Zauważyliśmy na komunikancie, który miał się rozpuścić w wodzie, przebarwienie koloru czerwonego - był to dla naszych zmysłów mocny wstrząs. Naukowcy stwierdzili, że w części przebarwionej hostii jest fragment tkanki mięśnia sercowego w stanie agonii – opowiadał w Poranku Wnet dr Andrzej Ziombra - proboszcz parafii św. Jacka w Legnicy

Domniemany cud wydarzył się w Legnicy w Parafii św Jacka. Hostia, która 25 grudnia 2013 roku przy udzielaniu Komunii świętej upadła na posadzkę, wykazała znamiona cudu. Podniesiona i złożona do naczynia z wodą, po pewnym czasie zaczęła mieć na sobie przebarwienia, które poddano dalszym badaniom.

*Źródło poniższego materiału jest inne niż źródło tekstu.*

//! Fixed application paths

pub const HOME: &str = "/";
pub const LOGIN: &str = "/login";
pub const POST_ROOT: &str = "/post";
pub const POST_SUBMIT: &str = "/post/submit";
pub const ADMIN_ROOT: &str = "/admin";
pub const USER_ROOT: &str = "/user";
pub const FORBIDDEN: &str = "/403";
//! Input validation helpers shared by configuration and request payloads

use crate::error::CoreError;
use once_cell::sync::Lazy;
use regex::Regex;

static EMAIL_PATTERN: Lazy<Regex> =
    Lazy::new(|| Regex::new(r"^[^\s@]+@[^\s@]+\.[^\s@]+$").expect("email pattern is valid"));

/// Common validation helpers
pub mod validators {
    use super::{CoreError, EMAIL_PATTERN};

    /// Validate that a string is not empty
    pub fn validate_not_empty(value: &str, field: &str) -> Result<(), CoreError> {
        if value.trim().is_empty() {
            return Err(CoreError::validation(format!("{field}: cannot be empty")));
        }
        Ok(())
    }

    /// Validate an absolute http(s) URL
    pub fn validate_http_url(value: &str, field: &str) -> Result<url::Url, CoreError> {
        let parsed = url::Url::parse(value)
            .map_err(|e| CoreError::validation(format!("{field}: invalid URL - {e}")))?;

        match parsed.scheme() {
            "http" | "https" => Ok(parsed),
            other => Err(CoreError::validation(format!(
                "{field}: unsupported scheme '{other}'"
            ))),
        }
    }

    /// Validate email format
    pub fn validate_email(email: &str, field: &str) -> Result<(), CoreError> {
        if !EMAIL_PATTERN.is_match(email) {
            return Err(CoreError::validation(format!("{field}: invalid email format")));
        }
        Ok(())
    }

    /// Validate that a value is within range
    pub fn validate_range<T: PartialOrd + std::fmt::Display>(
        value: T,
        min: T,
        max: T,
        field: &str,
    ) -> Result<(), CoreError> {
        if value < min || value > max {
            return Err(CoreError::validation(format!(
                "{field}: must be between {min} and {max}"
            )));
        }
        Ok(())
    }
}
//! Request payload preprocessing
//!
//! Text typed on different platforms can reach us in different Unicode
//! normalization forms (macOS input methods commonly emit decomposed Hangul,
//! Windows composed). Every string leaving the client is converted to NFC so
//! equal text compares and stores identically on the server.

use serde_json::{Map, Value};
use unicode_normalization::UnicodeNormalization;

/// NFC-normalize every string in `value`, recursing through arrays and objects.
///
/// Object keys are left as they are.
pub fn normalize_payload(value: Value) -> Value {
    match value {
        Value::String(s) => Value::String(s.nfc().collect()),
        Value::Array(items) => Value::Array(items.into_iter().map(normalize_payload).collect()),
        Value::Object(map) => Value::Object(
            map.into_iter()
                .map(|(key, value)| (key, normalize_payload(value)))
                .collect(),
        ),
        other => other,
    }
}

/// True for the empty string and strings made only of whitespace
pub fn is_blank(s: &str) -> bool {
    s.trim().is_empty()
}

/// Map blank strings to `None`
pub fn empty_string_to_null(value: Option<&str>) -> Option<&str> {
    value.filter(|s| !is_blank(s))
}

/// Replace blank direct string fields of `object` with `null`.
///
/// Nested objects and arrays are not visited.
pub fn empty_string_to_null_in_object(mut object: Map<String, Value>) -> Map<String, Value> {
    for value in object.values_mut() {
        if matches!(value, Value::String(s) if is_blank(s)) {
            *value = Value::Null;
        }
    }
    object
}

/// Prepare an outgoing JSON body: normalize all strings, then null out blank
/// top-level fields when the body is an object.
pub fn preprocess_body(body: Value) -> Value {
    match normalize_payload(body) {
        Value::Object(map) => Value::Object(empty_string_to_null_in_object(map)),
        other => other,
    }
}

/// Render a query parameter value; `None` means the parameter is omitted.
pub fn query_value_to_string(value: &Value) -> Option<String> {
    match value {
        Value::Null => None,
        Value::String(s) => Some(s.nfc().collect()),
        Value::Bool(b) => Some(b.to_string()),
        Value::Number(n) => Some(n.to_string()),
        Value::Array(items) => Some(
            items
                .iter()
                .map(|item| query_value_to_string(item).unwrap_or_default())
                .collect::<Vec<_>>()
                .join(","),
        ),
        Value::Object(_) => Some(value.to_string()),
    }
}
//! Application route table

use super::guards::{
    GuardDecision, Location, NavigationState, Redirect, require_authenticated, require_guest,
    require_role,
};
use super::paths;
use super::policies::AccessPolicy;
use crate::types::{Role, Session};
use serde::{Deserialize, Serialize};
use tracing::debug;

/// Screens the client can show
#[derive(Debug, Clone, Copy, PartialEq, Eq, Serialize, Deserialize)]
pub enum Page {
    Login,
    PostList,
    PostSubmit,
    AdminDashboard,
    UserSettings,
    Forbidden,
    NotFound,
}

#[derive(Debug, Clone, PartialEq, Eq, Serialize, Deserialize)]
pub enum RoutePattern {
    /// Matches the path exactly
    Exact(String),
    /// Matches the path and anything below it
    Subtree(String),
    /// Matches everything
    Fallback,
}

impl RoutePattern {
    pub fn matches(&self, path: &str) -> bool {
        match self {
            Self::Exact(expected) => path == expected,
            Self::Subtree(root) => path
                .strip_prefix(root.as_str())
                .is_some_and(|rest| rest.is_empty() || rest.starts_with('/')),
            Self::Fallback => true,
        }
    }
}

#[derive(Debug, Clone, PartialEq, Eq, Serialize, Deserialize)]
pub enum RouteAccess {
    Public,
    GuestOnly,
    Authenticated,
    /// Authenticated and holding one of the listed roles
    Roles(Vec<Role>),
}

#[derive(Debug, Clone, PartialEq, Eq, Serialize, Deserialize)]
pub enum RouteTarget {
    Page(Page),
    RedirectTo(String),
}

#[derive(Debug, Clone, PartialEq, Eq, Serialize, Deserialize)]
pub struct Route {
    pub pattern: RoutePattern,
    pub access: RouteAccess,
    pub target: RouteTarget,
}

impl Route {
    pub const fn new(pattern: RoutePattern, access: RouteAccess, target: RouteTarget) -> Self {
        Self {
            pattern,
            access,
            target,
        }
    }
}

/// Outcome of a navigation
#[derive(Debug, Clone, PartialEq, Eq, Serialize, Deserialize)]
pub enum Navigation {
    Render(Page),
    Redirect(Redirect),
    Forbidden,
}

/// `None` when the guard lets the route render
fn blocking(decision: GuardDecision) -> Option<Navigation> {
    match decision {
        GuardDecision::Render => None,
        GuardDecision::Redirect(redirect) => Some(Navigation::Redirect(redirect)),
        GuardDecision::Forbidden => Some(Navigation::Forbidden),
    }
}

/// Ordered routes; the first matching route wins
#[derive(Debug, Clone)]
pub struct RouteTable {
    routes: Vec<Route>,
    policy: AccessPolicy,
}

impl RouteTable {
    pub const fn new(routes: Vec<Route>, policy: AccessPolicy) -> Self {
        Self { routes, policy }
    }

    pub const fn policy(&self) -> &AccessPolicy {
        &self.policy
    }

    pub fn routes(&self) -> &[Route] {
        &self.routes
    }

    /// Decide what to show for `location`.
    ///
    /// `state` is the navigation state that came with the request, if any.
    pub fn resolve(
        &self,
        session: &Session,
        location: &Location,
        state: Option<&NavigationState>,
    ) -> Navigation {
        let Some(route) = self
            .routes
            .iter()
            .find(|route| route.pattern.matches(&location.pathname))
        else {
            return Navigation::Render(Page::NotFound);
        };

        let blocked = match &route.access {
            RouteAccess::Public => None,
            RouteAccess::GuestOnly => blocking(require_guest(session, &self.policy, state)),
            // A token without a recognized role is not a usable session
            RouteAccess::Authenticated => blocking(require_authenticated(session, location))
                .or_else(|| blocking(require_role(session, &Role::ALL))),
            RouteAccess::Roles(roles) => blocking(require_authenticated(session, location))
                .or_else(|| blocking(require_role(session, roles))),
        };

        let navigation = blocked.unwrap_or_else(|| match &route.target {
            RouteTarget::Page(page) => Navigation::Render(*page),
            RouteTarget::RedirectTo(to) => Navigation::Redirect(Redirect::replace(to.clone())),
        });

        debug!(path = %location.pathname, ?navigation, "Navigation resolved");
        navigation
    }
}

impl Default for RouteTable {
    fn default() -> Self {
        let exact = |path: &str| RoutePattern::Exact(path.to_string());
        let subtree = |path: &str| RoutePattern::Subtree(path.to_string());

        let routes = vec![
            Route::new(
                exact(paths::HOME),
                RouteAccess::Authenticated,
                RouteTarget::RedirectTo(paths::POST_ROOT.to_string()),
            ),
            Route::new(
                exact(paths::LOGIN),
                RouteAccess::GuestOnly,
                RouteTarget::Page(Page::Login),
            ),
            Route::new(
                exact(paths::POST_ROOT),
                RouteAccess::Authenticated,
                RouteTarget::Page(Page::PostList),
            ),
            Route::new(
                exact(paths::POST_SUBMIT),
                RouteAccess::Authenticated,
                RouteTarget::Page(Page::PostSubmit),
            ),
            Route::new(
                subtree(paths::ADMIN_ROOT),
                RouteAccess::Roles(vec![Role::Admin]),
                RouteTarget::Page(Page::AdminDashboard),
            ),
            Route::new(
                subtree(paths::USER_ROOT),
                RouteAccess::Roles(vec![Role::Admin, Role::User]),
                RouteTarget::Page(Page::UserSettings),
            ),
            Route::new(
                exact(paths::FORBIDDEN),
                RouteAccess::Public,
                RouteTarget::Page(Page::Forbidden),
            ),
            Route::new(
                RoutePattern::Fallback,
                RouteAccess::Public,
                RouteTarget::Page(Page::NotFound),
            ),
        ];

        Self::new(routes, AccessPolicy::default())
    }
}
//! LinkSphere CLI - share and browse links from the terminal

mod commands;

use anyhow::Result;
use clap::{Parser, ValueEnum};
use commands::Commands;
use linksphere_core::LinkSphereConfig;
use linksphere_core::logging::init_tracing;
use std::path::PathBuf;
use std::time::Duration;
use tracing::{debug, error};

#[derive(Parser)]
#[command(name = "linksphere")]
#[command(about = "Share and browse links on LinkSphere")]
#[command(version)]
struct Cli {
    /// Configuration file (TOML, YAML or JSON)
    #[arg(short = 'c', long, global = true, env = "LINKSPHERE_CONFIG_FILE")]
    config: Option<PathBuf>,

    /// Override the configured logging level
    #[arg(short = 'l', long, global = true)]
    log_level: Option<LogLevel>,

    /// Timeout for the whole command in seconds (0 = no timeout)
    #[arg(short = 't', long, global = true, default_value = "30")]
    timeout: u64,

    #[command(subcommand)]
    command: Commands,
}

#[tokio::main]
async fn main() -> Result<()> {
    let cli = Cli::parse();

    let mut config = LinkSphereConfig::load(cli.config.as_deref())?;
    if let Some(level) = cli.log_level {
        config.logging.level = level.as_str().to_string();
    }
    init_tracing(&config.logging)?;

    debug!(base_url = %config.api.base_url, "Starting LinkSphere CLI");

    let result = if cli.timeout == 0 {
        cli.command.execute(config).await
    } else {
        let timeout_duration = Duration::from_secs(cli.timeout);
        match tokio::time::timeout(timeout_duration, cli.command.execute(config)).await {
            Ok(result) => result,
            Err(_) => {
                error!("Command timed out after {} seconds", cli.timeout);
                std::process::exit(1);
            }
        }
    };

    if let Err(e) = result {
        error!("Command failed: {e:#}");
        std::process::exit(1);
    }

    Ok(())
}

#[derive(Clone, Copy, Debug, ValueEnum)]
enum LogLevel {
    Error,
    Warn,
    Info,
    Debug,
    Trace,
}

impl LogLevel {
    const fn as_str(self) -> &'static str {
        match self {
            LogLevel::Error => "error",
            LogLevel::Warn => "warn",
            LogLevel::Info => "info",
            LogLevel::Debug => "debug",
            LogLevel::Trace => "trace",
        }
    }
}
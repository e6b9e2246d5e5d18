//! Small formatting helpers used by form handling and display code

use serde_json::{Map, Value};
use std::collections::HashSet;
use std::fmt::Display;
use std::hash::Hash;

/// Insert thousands separators into the integer part of a number.
///
/// `commaize_number(13209802)` gives `"13,209,802"`; a fractional part is
/// left untouched.
pub fn commaize_number(value: impl Display) -> String {
    let text = value.to_string();
    let (sign, rest) = text
        .strip_prefix('-')
        .map_or(("", text.as_str()), |rest| ("-", rest));
    let (int_part, frac_part) = rest.find('.').map_or((rest, ""), |i| rest.split_at(i));

    if !int_part.chars().all(|c| c.is_ascii_digit()) {
        return text;
    }

    let mut grouped = String::with_capacity(int_part.len() + int_part.len() / 3);
    for (i, ch) in int_part.chars().enumerate() {
        if i > 0 && (int_part.len() - i) % 3 == 0 {
            grouped.push(',');
        }
        grouped.push(ch);
    }

    format!("{sign}{grouped}{frac_part}")
}

/// Round `value` down to a multiple of `unit`
pub fn floor_to_unit(value: f64, unit: f64) -> f64 {
    (value / unit).floor() * unit
}

/// Round `value` up to a multiple of `unit`
pub fn ceil_to_unit(value: f64, unit: f64) -> f64 {
    (value / unit).ceil() * unit
}

/// Strip hyphens from a phone number
pub fn format_phone_without_hyphen(phone: &str) -> String {
    phone.trim().replace('-', "")
}

/// Hyphenate 9, 10 and 11 digit phone numbers; anything else is returned trimmed.
///
/// 11 digits: 3-4-4, 10 digits: 2-4-4, 9 digits: 2-3-4.
pub fn format_phone_with_hyphen(phone: &str) -> String {
    let trimmed = phone.trim();
    if !trimmed.chars().all(|c| c.is_ascii_digit()) {
        return trimmed.to_string();
    }

    let groups: &[usize] = match trimmed.len() {
        11 => &[3, 4, 4],
        10 => &[2, 4, 4],
        9 => &[2, 3, 4],
        _ => return trimmed.to_string(),
    };

    let mut parts = Vec::with_capacity(groups.len());
    let mut start = 0;
    for len in groups {
        parts.push(&trimmed[start..start + len]);
        start += len;
    }
    parts.join("-")
}

/// Keep the first item for every distinct key, preserving order
pub fn uniq_by<T, K, F>(items: impl IntoIterator<Item = T>, mut key: F) -> Vec<T>
where
    K: Eq + Hash,
    F: FnMut(&T) -> K,
{
    let mut seen = HashSet::new();
    items
        .into_iter()
        .filter(|item| seen.insert(key(item)))
        .collect()
}

/// Replace empty-string parameters with the matching default
pub fn sanitize_query_params(
    mut params: Map<String, Value>,
    defaults: &Map<String, Value>,
) -> Map<String, Value> {
    for (key, default) in defaults {
        if matches!(params.get(key), Some(Value::String(s)) if s.is_empty()) {
            params.insert(key.clone(), default.clone());
        }
    }
    params
}

#[cfg(test)]
mod tests {
    use super::*;
    use serde_json::json;

    #[test]
    fn commaize() {
        assert_eq!(commaize_number(13_209_802), "13,209,802");
        assert_eq!(commaize_number("13209802"), "13,209,802");
        assert_eq!(commaize_number(999), "999");
        assert_eq!(commaize_number(1000), "1,000");
        assert_eq!(commaize_number(-1_234_567), "-1,234,567");
        assert_eq!(commaize_number("1234.5678"), "1,234.5678");
        assert_eq!(commaize_number("n/a"), "n/a");
    }

    #[test]
    fn unit_rounding() {
        assert!((floor_to_unit(320_980.0, 10_000.0) - 320_000.0).abs() < f64::EPSILON);
        assert!((ceil_to_unit(320_980.0, 10_000.0) - 330_000.0).abs() < f64::EPSILON);
        assert!((ceil_to_unit(320_000.0, 10_000.0) - 320_000.0).abs() < f64::EPSILON);
    }

    #[test]
    fn phone_numbers() {
        assert_eq!(format_phone_with_hyphen("01012345678"), "010-1234-5678");
        assert_eq!(format_phone_with_hyphen("0212345678"), "02-1234-5678");
        assert_eq!(format_phone_with_hyphen(" 021234567 "), "02-123-4567");
        assert_eq!(format_phone_with_hyphen("12345678"), "12345678");
        assert_eq!(format_phone_without_hyphen("010-1234-5678"), "01012345678");
        assert_eq!(format_phone_without_hyphen("01012345678"), "01012345678");
    }

    #[test]
    fn uniq_by_keeps_first() {
        let items = vec![(1, "a"), (2, "b"), (1, "c")];
        assert_eq!(uniq_by(items, |item| item.0), vec![(1, "a"), (2, "b")]);
    }

    #[test]
    fn sanitize_replaces_only_empty_strings() {
        let params = json!({ "organ": "", "license": "A", "page": 1 });
        let defaults = json!({ "organ": "*", "license": "*" });

        let sanitized = sanitize_query_params(
            params.as_object().cloned().unwrap(),
            defaults.as_object().unwrap(),
        );
        assert_eq!(
            Value::Object(sanitized),
            json!({ "organ": "*", "license": "A", "page": 1 })
        );
    }
}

Proboszcz legnicki uważa, że wiara w to, że w parafii św. Jacka wydarzył się cud, wiele mówi o samych katolikach.

Podejście do całego wydarzenia, podzieliłem na trzy kategorie. Pierwsza kategoria to są ludzie, którzy żyją głęboką wiarą. Katolicy letni mają problemy, niemający w sobie intensywnej wiary, ta grupa katolików ma pewien kłopot. Największe problemy mają osoby nie wierzące w cud eucharysti - powiedział.

Żaden człowiek, który się z tą rzeczywistością zderzył nie może obok tego przejść obojętnie - podkreślił ks. dr. Andrzej Ziombra.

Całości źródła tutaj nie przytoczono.